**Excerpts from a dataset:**
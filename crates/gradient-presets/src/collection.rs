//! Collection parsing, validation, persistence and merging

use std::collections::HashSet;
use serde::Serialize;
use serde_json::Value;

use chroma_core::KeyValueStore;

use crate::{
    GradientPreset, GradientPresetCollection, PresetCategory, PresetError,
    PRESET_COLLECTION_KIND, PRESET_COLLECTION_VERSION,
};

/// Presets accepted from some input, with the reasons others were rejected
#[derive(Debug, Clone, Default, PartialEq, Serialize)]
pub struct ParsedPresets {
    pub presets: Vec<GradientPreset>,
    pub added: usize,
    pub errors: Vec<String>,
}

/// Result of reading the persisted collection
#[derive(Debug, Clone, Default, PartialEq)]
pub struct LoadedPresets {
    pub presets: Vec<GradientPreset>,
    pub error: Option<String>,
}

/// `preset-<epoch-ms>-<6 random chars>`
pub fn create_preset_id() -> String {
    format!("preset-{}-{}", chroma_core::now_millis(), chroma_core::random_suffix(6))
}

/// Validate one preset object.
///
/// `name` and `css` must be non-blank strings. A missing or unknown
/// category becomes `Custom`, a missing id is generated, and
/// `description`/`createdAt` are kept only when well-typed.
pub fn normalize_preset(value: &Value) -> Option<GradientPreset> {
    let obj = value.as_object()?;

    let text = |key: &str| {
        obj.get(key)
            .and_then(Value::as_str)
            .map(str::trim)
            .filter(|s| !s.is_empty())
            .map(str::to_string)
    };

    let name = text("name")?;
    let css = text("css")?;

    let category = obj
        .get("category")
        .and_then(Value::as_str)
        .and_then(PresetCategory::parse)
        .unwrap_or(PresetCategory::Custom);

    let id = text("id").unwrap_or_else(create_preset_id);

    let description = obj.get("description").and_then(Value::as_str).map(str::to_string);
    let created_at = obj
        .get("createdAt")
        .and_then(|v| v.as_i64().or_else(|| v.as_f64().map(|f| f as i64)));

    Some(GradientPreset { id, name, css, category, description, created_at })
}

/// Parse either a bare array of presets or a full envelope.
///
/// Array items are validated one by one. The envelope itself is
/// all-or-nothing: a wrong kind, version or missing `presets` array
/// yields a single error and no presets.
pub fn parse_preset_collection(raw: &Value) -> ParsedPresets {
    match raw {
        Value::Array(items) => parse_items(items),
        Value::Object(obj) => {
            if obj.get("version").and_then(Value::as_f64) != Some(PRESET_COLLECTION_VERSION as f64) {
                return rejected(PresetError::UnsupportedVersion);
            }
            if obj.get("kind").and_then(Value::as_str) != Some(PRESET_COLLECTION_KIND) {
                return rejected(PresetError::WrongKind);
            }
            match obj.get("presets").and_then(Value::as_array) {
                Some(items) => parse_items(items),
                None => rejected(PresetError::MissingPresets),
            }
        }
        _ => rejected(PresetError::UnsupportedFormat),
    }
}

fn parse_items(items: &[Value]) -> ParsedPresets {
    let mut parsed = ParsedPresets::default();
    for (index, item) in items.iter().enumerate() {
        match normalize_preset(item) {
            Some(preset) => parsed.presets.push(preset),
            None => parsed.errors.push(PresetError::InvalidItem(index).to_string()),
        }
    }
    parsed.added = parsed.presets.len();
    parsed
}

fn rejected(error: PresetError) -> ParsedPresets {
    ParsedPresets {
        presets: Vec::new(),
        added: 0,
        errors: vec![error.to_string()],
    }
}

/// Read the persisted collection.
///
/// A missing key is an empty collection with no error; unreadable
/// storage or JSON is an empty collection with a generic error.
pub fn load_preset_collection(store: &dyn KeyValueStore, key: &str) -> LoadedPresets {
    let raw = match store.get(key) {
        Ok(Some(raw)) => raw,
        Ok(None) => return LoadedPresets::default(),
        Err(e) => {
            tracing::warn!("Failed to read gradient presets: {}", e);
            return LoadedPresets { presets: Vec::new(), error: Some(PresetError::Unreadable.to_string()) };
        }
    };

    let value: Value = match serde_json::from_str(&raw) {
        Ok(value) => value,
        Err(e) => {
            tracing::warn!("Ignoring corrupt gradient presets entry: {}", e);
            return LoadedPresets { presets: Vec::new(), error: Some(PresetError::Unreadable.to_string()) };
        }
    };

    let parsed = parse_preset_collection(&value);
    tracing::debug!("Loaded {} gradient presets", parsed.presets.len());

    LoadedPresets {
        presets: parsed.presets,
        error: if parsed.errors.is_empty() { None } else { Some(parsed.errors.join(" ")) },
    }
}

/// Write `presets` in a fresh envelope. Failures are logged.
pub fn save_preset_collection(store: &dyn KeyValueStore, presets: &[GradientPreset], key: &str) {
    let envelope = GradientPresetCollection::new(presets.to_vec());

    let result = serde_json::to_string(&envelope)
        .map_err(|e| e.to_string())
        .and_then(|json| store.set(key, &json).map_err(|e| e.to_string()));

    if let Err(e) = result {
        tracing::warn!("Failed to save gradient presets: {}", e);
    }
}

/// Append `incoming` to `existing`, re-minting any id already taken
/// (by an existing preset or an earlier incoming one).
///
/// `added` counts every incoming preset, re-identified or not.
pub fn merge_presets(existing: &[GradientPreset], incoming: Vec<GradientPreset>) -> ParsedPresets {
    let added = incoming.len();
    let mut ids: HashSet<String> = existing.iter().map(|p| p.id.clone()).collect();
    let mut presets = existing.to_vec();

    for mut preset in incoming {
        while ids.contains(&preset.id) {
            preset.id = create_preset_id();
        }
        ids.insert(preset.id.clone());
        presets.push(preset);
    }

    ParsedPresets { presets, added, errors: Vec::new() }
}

**EXERCISE DESCRIPTION:** There is a line with "a full envelope." and a line with "no error; unreadable" above. Copy exactly those two lines and all lines between them, with nothing else.

**FINISHED EXERCISE:**
/// Parse either a bare array of presets or a full envelope.
///
/// Array items are validated one by one. The envelope itself is
/// all-or-nothing: a wrong kind, version or missing `presets` array
/// yields a single error and no presets.
pub fn parse_preset_collection(raw: &Value) -> ParsedPresets {
    match raw {
        Value::Array(items) => parse_items(items),
        Value::Object(obj) => {
            if obj.get("version").and_then(Value::as_f64) != Some(PRESET_COLLECTION_VERSION as f64) {
                return rejected(PresetError::UnsupportedVersion);
            }
            if obj.get("kind").and_then(Value::as_str) != Some(PRESET_COLLECTION_KIND) {
                return rejected(PresetError::WrongKind);
            }
            match obj.get("presets").and_then(Value::as_array) {
                Some(items) => parse_items(items),
                None => rejected(PresetError::MissingPresets),
            }
        }
        _ => rejected(PresetError::UnsupportedFormat),
    }
}

fn parse_items(items: &[Value]) -> ParsedPresets {
    let mut parsed = ParsedPresets::default();
    for (index, item) in items.iter().enumerate() {
        match normalize_preset(item) {
            Some(preset) => parsed.presets.push(preset),
            None => parsed.errors.push(PresetError::InvalidItem(index).to_string()),
        }
    }
    parsed.added = parsed.presets.len();
    parsed
}

fn rejected(error: PresetError) -> ParsedPresets {
    ParsedPresets {
        presets: Vec::new(),
        added: 0,
        errors: vec![error.to_string()],
    }
}

/// Read the persisted collection.
///
/// A missing key is an empty collection with no error; unreadable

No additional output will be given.